Data listing:
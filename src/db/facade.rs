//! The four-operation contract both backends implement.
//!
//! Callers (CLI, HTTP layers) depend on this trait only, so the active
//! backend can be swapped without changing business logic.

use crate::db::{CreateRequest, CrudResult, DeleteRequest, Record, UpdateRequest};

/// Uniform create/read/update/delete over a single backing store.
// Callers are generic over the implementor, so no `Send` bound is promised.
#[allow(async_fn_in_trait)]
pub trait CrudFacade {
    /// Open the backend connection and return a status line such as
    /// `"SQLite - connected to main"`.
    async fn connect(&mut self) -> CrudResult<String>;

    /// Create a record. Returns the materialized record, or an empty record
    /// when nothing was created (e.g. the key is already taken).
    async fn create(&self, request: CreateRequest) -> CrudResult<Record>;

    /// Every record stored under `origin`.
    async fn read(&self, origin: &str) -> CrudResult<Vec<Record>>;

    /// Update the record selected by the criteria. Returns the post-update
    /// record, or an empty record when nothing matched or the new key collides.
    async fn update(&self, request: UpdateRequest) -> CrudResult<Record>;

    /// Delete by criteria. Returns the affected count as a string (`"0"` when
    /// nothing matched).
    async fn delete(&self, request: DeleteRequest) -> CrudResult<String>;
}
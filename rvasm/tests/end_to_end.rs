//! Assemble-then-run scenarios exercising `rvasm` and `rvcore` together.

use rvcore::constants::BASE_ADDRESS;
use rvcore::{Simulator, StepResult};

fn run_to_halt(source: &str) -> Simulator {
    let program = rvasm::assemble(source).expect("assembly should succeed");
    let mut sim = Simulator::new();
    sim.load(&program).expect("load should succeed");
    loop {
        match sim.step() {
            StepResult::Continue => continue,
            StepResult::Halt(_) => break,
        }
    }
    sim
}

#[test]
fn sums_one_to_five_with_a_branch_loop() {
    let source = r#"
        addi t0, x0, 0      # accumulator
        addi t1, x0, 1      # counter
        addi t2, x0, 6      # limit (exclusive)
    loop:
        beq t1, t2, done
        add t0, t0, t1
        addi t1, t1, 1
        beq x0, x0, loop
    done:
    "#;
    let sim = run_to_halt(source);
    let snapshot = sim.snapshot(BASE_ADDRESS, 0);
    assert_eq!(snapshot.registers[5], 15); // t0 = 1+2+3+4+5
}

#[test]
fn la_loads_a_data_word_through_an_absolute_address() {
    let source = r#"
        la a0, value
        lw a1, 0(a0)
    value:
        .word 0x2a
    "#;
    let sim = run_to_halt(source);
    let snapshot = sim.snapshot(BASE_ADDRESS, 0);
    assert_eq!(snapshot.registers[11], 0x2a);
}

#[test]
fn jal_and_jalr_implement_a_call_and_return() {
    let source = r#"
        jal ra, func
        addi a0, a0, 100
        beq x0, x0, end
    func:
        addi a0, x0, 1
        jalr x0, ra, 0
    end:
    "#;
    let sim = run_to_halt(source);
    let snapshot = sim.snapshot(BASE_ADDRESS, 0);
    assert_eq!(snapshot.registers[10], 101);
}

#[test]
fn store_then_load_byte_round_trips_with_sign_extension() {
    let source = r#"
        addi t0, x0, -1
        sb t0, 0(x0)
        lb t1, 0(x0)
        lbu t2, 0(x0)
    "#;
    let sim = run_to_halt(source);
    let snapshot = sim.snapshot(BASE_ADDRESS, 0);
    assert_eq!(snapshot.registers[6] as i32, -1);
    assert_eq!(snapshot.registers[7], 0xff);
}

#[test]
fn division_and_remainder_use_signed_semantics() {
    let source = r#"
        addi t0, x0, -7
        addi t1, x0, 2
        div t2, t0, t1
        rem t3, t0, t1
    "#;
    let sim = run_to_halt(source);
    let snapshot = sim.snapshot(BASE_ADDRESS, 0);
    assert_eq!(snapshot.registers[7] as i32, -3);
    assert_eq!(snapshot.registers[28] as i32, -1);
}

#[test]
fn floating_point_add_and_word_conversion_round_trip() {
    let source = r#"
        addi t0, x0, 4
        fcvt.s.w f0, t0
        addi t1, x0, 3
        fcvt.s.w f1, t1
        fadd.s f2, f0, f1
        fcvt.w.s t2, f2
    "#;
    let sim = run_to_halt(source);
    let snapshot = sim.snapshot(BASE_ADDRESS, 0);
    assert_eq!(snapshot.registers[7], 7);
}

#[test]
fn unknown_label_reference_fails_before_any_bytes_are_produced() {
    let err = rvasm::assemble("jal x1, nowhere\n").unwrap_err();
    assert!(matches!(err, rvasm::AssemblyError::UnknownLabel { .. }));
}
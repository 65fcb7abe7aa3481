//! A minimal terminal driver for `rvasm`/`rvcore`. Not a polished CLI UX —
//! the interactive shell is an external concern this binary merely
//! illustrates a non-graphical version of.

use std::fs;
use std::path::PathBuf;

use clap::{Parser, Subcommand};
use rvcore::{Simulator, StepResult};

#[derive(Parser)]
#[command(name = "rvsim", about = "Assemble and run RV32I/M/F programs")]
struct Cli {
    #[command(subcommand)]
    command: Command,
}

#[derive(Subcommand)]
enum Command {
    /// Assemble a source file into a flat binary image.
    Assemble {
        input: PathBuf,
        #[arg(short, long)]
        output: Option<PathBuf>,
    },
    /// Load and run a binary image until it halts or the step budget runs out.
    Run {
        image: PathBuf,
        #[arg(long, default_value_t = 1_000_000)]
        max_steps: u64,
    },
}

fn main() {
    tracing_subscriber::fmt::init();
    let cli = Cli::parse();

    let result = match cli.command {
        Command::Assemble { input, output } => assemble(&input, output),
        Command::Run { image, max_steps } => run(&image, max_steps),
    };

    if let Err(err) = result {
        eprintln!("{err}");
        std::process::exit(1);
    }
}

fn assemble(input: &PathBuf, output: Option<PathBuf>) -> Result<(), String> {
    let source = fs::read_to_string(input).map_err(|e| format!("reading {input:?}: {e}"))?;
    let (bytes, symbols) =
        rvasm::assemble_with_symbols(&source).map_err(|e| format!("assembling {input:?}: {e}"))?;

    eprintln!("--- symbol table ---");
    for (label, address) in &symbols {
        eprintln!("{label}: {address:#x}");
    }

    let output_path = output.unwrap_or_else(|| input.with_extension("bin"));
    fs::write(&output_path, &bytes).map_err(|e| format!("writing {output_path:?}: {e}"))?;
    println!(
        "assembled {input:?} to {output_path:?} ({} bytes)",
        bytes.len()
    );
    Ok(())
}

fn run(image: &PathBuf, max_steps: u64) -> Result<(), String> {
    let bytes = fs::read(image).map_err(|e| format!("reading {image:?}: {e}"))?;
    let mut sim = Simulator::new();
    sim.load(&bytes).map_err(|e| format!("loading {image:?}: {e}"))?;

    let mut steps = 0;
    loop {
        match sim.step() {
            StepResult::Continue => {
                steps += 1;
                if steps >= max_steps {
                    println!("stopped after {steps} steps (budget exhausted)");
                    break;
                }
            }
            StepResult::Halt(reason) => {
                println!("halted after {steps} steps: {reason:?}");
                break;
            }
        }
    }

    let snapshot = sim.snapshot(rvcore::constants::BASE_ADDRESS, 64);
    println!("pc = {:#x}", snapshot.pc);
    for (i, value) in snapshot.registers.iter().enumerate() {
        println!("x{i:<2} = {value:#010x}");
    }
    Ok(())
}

How to complete this task: Beginning at the top of the data, extract each line through the line containing "changing business logic." and return those lines exactly, with nothing added.

Exercise result:
filename src/db/facade.rs
//! The four-operation contract both backends implement.
//!
//! Callers (CLI, HTTP layers) depend on this trait only, so the active
//! backend can be swapped without changing business logic.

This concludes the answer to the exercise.